Stabilization

Abstract

The steady-state solutions, or equilibrium velocity profiles, obtained for the prototype flows of Section 2.6, are parabolic in shape in the streamwise direction, and zero in the other directions. Thus, the flows consist of parallel layers of fluid moving in a very regular and deterministic way. These are examples of so-called laminar flows. For wall-bounded laminar flows, wall friction, or drag, is favorably low, and these flows are therefore target flows in drag reduction applications. Unfortunately, they are rarely stable. In fact, stability is assured at small Reynolds number, only. An unstable flow is characterized by the fact that small perturbations from the equilibrium velocity profile will grow, and eventually cause the flow to transition to turbulent flow. Turbulent flow is characterized by small scale, apparently stochastic, velocity components, which lead to substantially higher drag than what is present in laminar flow.
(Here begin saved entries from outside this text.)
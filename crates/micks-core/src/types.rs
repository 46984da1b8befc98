//! # Domain Types
//!
//! Core domain types used throughout Micks Calculadora.
//!
//! ## Type Hierarchy
//! ```text
//! ┌─────────────────────────────────────────────────────────────────────────┐
//! │                         Domain Types                                    │
//! │                                                                         │
//! │  ┌─────────────────┐   ┌─────────────────┐   ┌─────────────────┐       │
//! │  │ DeviceInventory │──►│   PlanResult    │   │  CustomerInfo   │       │
//! │  │  ─────────────  │   │  ─────────────  │   │  ─────────────  │       │
//! │  │  5 counts (u32) │   │  contributions  │   │  name           │       │
//! │  │  gamer          │   │  total_weight   │   │  email          │       │
//! │  └────────┬────────┘   │  plan, speed    │   │  phone          │       │
//! │           │            └────────┬────────┘   └────────┬────────┘       │
//! │           └─────────────────────┼─────────────────────┘                │
//! │                                 ▼                                       │
//! │                        ┌─────────────────┐                              │
//! │                        │   SaleRecord    │  persisted contract          │
//! │                        │  id (UUID)      │                              │
//! │                        │  created_at     │                              │
//! │                        └─────────────────┘                              │
//! └─────────────────────────────────────────────────────────────────────────┘
//! ```
//!
//! ## Snapshot Pattern
//! A sale keeps the inventory and the plan computed at contract time. Reads
//! never recompute; only an inventory edit replaces the stored plan.

use chrono::{DateTime, Utc};
use serde::{Deserialize, Serialize};
use std::fmt;
use std::str::FromStr;
use ts_rs::TS;

use crate::error::ValidationError;
use crate::plan::{compute, DeviceKind, PlanResult};
use crate::validation::{self, ValidationResult};

// =============================================================================
// Device Inventory
// =============================================================================

/// Customer-declared device counts plus the gamer flag.
///
/// Counts are unsigned: a negative count cannot be represented here and is
/// rejected earlier, by [`InventoryInput::validate`].
#[derive(Debug, Clone, Copy, PartialEq, Eq, Default, Serialize, Deserialize, TS)]
#[ts(export)]
pub struct DeviceInventory {
    pub cellphones: u32,
    pub computers: u32,
    pub smart_tvs: u32,
    pub tv_boxes: u32,
    pub others: u32,
    pub gamer: bool,
}

impl DeviceInventory {
    /// Returns the count for one device kind.
    pub const fn count(&self, kind: DeviceKind) -> u32 {
        match kind {
            DeviceKind::Cellphones => self.cellphones,
            DeviceKind::Computers => self.computers,
            DeviceKind::SmartTvs => self.smart_tvs,
            DeviceKind::TvBoxes => self.tv_boxes,
            DeviceKind::Others => self.others,
        }
    }

    /// Total number of declared devices.
    pub fn total_devices(&self) -> u64 {
        DeviceKind::ALL
            .iter()
            .map(|&kind| u64::from(self.count(kind)))
            .sum()
    }
}

/// Raw inventory as it arrives at a boundary (signed, every field optional).
///
/// Kept signed so a negative count is reported as a validation failure
/// naming the field instead of a generic deserialization error. The `n_*`
/// aliases keep the first version of the intake form working.
#[derive(Debug, Clone, Copy, PartialEq, Eq, Default, Serialize, Deserialize, TS)]
#[ts(export)]
#[serde(default)]
pub struct InventoryInput {
    #[serde(alias = "n_cellphones")]
    pub cellphones: i64,
    #[serde(alias = "n_computers")]
    pub computers: i64,
    #[serde(alias = "n_smart_tvs")]
    pub smart_tvs: i64,
    #[serde(alias = "n_tv_box")]
    pub tv_boxes: i64,
    #[serde(alias = "n_others")]
    pub others: i64,
    pub gamer: bool,
}

impl InventoryInput {
    /// Validates every count and builds a [`DeviceInventory`].
    pub fn validate(&self) -> ValidationResult<DeviceInventory> {
        Ok(DeviceInventory {
            cellphones: validation::validate_device_count(DeviceKind::Cellphones, self.cellphones)?,
            computers: validation::validate_device_count(DeviceKind::Computers, self.computers)?,
            smart_tvs: validation::validate_device_count(DeviceKind::SmartTvs, self.smart_tvs)?,
            tv_boxes: validation::validate_device_count(DeviceKind::TvBoxes, self.tv_boxes)?,
            others: validation::validate_device_count(DeviceKind::Others, self.others)?,
            gamer: self.gamer,
        })
    }
}

// =============================================================================
// Customer
// =============================================================================

/// Customer contact fields captured on contract.
#[derive(Debug, Clone, PartialEq, Eq, Serialize, Deserialize, TS)]
#[ts(export)]
pub struct CustomerInfo {
    pub name: String,
    pub email: String,
    pub phone: String,
}

impl CustomerInfo {
    /// Validates and trims every field.
    pub fn validate(&self) -> ValidationResult<CustomerInfo> {
        Ok(CustomerInfo {
            name: validation::validate_customer_name(&self.name)?,
            email: validation::validate_email(&self.email)?,
            phone: validation::validate_phone(&self.phone)?,
        })
    }
}

// =============================================================================
// Sale Record
// =============================================================================

/// A finalized contract.
#[derive(Debug, Clone, PartialEq, Eq, Serialize, Deserialize, TS)]
#[ts(export)]
pub struct SaleRecord {
    /// Unique identifier (UUID v4), immutable.
    pub id: String,

    pub customer: CustomerInfo,

    /// Inventory that produced the plan (frozen).
    pub inventory: DeviceInventory,

    /// Plan computed at contract time (frozen until an inventory edit).
    pub plan: PlanResult,

    /// When the contract was created. Server-assigned, immutable.
    #[ts(as = "String")]
    pub created_at: DateTime<Utc>,

    /// When the record was last edited by an administrator.
    #[ts(as = "String")]
    pub updated_at: DateTime<Utc>,
}

/// Everything the store needs to create a sale record.
#[derive(Debug, Clone, PartialEq, Eq)]
pub struct NewSale {
    pub customer: CustomerInfo,
    pub inventory: DeviceInventory,
    pub plan: PlanResult,
}

impl NewSale {
    /// Builds a new sale, computing its plan from the inventory.
    pub fn contract(customer: CustomerInfo, inventory: DeviceInventory) -> Self {
        let plan = compute(&inventory);
        NewSale {
            customer,
            inventory,
            plan,
        }
    }
}

/// Administrative edit. `None` leaves the field untouched.
#[derive(Debug, Clone, Default, PartialEq, Eq)]
pub struct SaleUpdate {
    pub customer: Option<CustomerInfo>,
    pub inventory: Option<DeviceInventory>,
}

impl SaleUpdate {
    /// Returns true if the update changes nothing.
    pub fn is_empty(&self) -> bool {
        self.customer.is_none() && self.inventory.is_none()
    }
}

// =============================================================================
// Query
// =============================================================================

/// Column a sale listing is ordered by.
#[derive(Debug, Clone, Copy, PartialEq, Eq, Default, Serialize, Deserialize, TS)]
#[ts(export)]
#[serde(rename_all = "snake_case")]
pub enum SortKey {
    #[default]
    CreatedAt,
    Name,
}

impl SortKey {
    /// Direction used when the caller picks a key but no direction.
    pub const fn default_direction(&self) -> SortDirection {
        match self {
            SortKey::CreatedAt => SortDirection::Desc,
            SortKey::Name => SortDirection::Asc,
        }
    }
}

/// Accepts the admin view's `date` / `name` as well as `created_at`.
impl FromStr for SortKey {
    type Err = ValidationError;

    fn from_str(s: &str) -> Result<Self, Self::Err> {
        match s.trim().to_ascii_lowercase().as_str() {
            "date" | "created_at" => Ok(SortKey::CreatedAt),
            "name" => Ok(SortKey::Name),
            _ => Err(ValidationError::NotAllowed {
                field: "sort".to_string(),
                allowed: vec!["date".to_string(), "name".to_string()],
            }),
        }
    }
}

/// Ascending or descending order.
#[derive(Debug, Clone, Copy, PartialEq, Eq, Default, Serialize, Deserialize, TS)]
#[ts(export)]
#[serde(rename_all = "snake_case")]
pub enum SortDirection {
    Asc,
    #[default]
    Desc,
}

impl SortDirection {
    /// SQL keyword for this direction.
    pub const fn as_sql(&self) -> &'static str {
        match self {
            SortDirection::Asc => "ASC",
            SortDirection::Desc => "DESC",
        }
    }
}

impl FromStr for SortDirection {
    type Err = ValidationError;

    fn from_str(s: &str) -> Result<Self, Self::Err> {
        match s.trim().to_ascii_lowercase().as_str() {
            "asc" => Ok(SortDirection::Asc),
            "desc" => Ok(SortDirection::Desc),
            _ => Err(ValidationError::NotAllowed {
                field: "dir".to_string(),
                allowed: vec!["asc".to_string(), "desc".to_string()],
            }),
        }
    }
}

/// Sort order of a listing. Default: newest first.
#[derive(Debug, Clone, Copy, PartialEq, Eq, Default, Serialize, Deserialize, TS)]
#[ts(export)]
pub struct SaleSort {
    pub key: SortKey,
    pub direction: SortDirection,
}

impl SaleSort {
    /// Sort by `key` in its default direction.
    pub const fn by(key: SortKey) -> Self {
        SaleSort {
            key,
            direction: key.default_direction(),
        }
    }

    /// Overrides the direction.
    pub const fn direction(mut self, direction: SortDirection) -> Self {
        self.direction = direction;
        self
    }
}

impl fmt::Display for SaleSort {
    fn fmt(&self, f: &mut fmt::Formatter<'_>) -> fmt::Result {
        let key = match self.key {
            SortKey::CreatedAt => "date",
            SortKey::Name => "name",
        };
        write!(f, "{} {}", key, self.direction.as_sql())
    }
}

/// Listing filter and order for the admin view and the export.
#[derive(Debug, Clone, Default, PartialEq, Eq)]
pub struct SaleQuery {
    /// Case-insensitive substring of the customer name.
    pub name_contains: Option<String>,
    pub sort: SaleSort,
}

// =============================================================================
// Unit Tests
// =============================================================================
Being able to relaminarize a turbulent flow is therefore of great importance, and can be achieved in the prototype flows studied here, by stabilizing the parabolic equilibrium profile using boundary control. Boundary control implies specifying the flow field dynamically on the boundary of the domain, in this case on the channel or pipe walls, possibly based on values of flow variables taken at the boundary (boundary feedback). In this work, we assume that there exist sensors that provide distributed flow information at the wall, and actuators that can set prescribed distributed velocities. Chapter 6 reviews a selection of sensors and actuators that accomplish this task.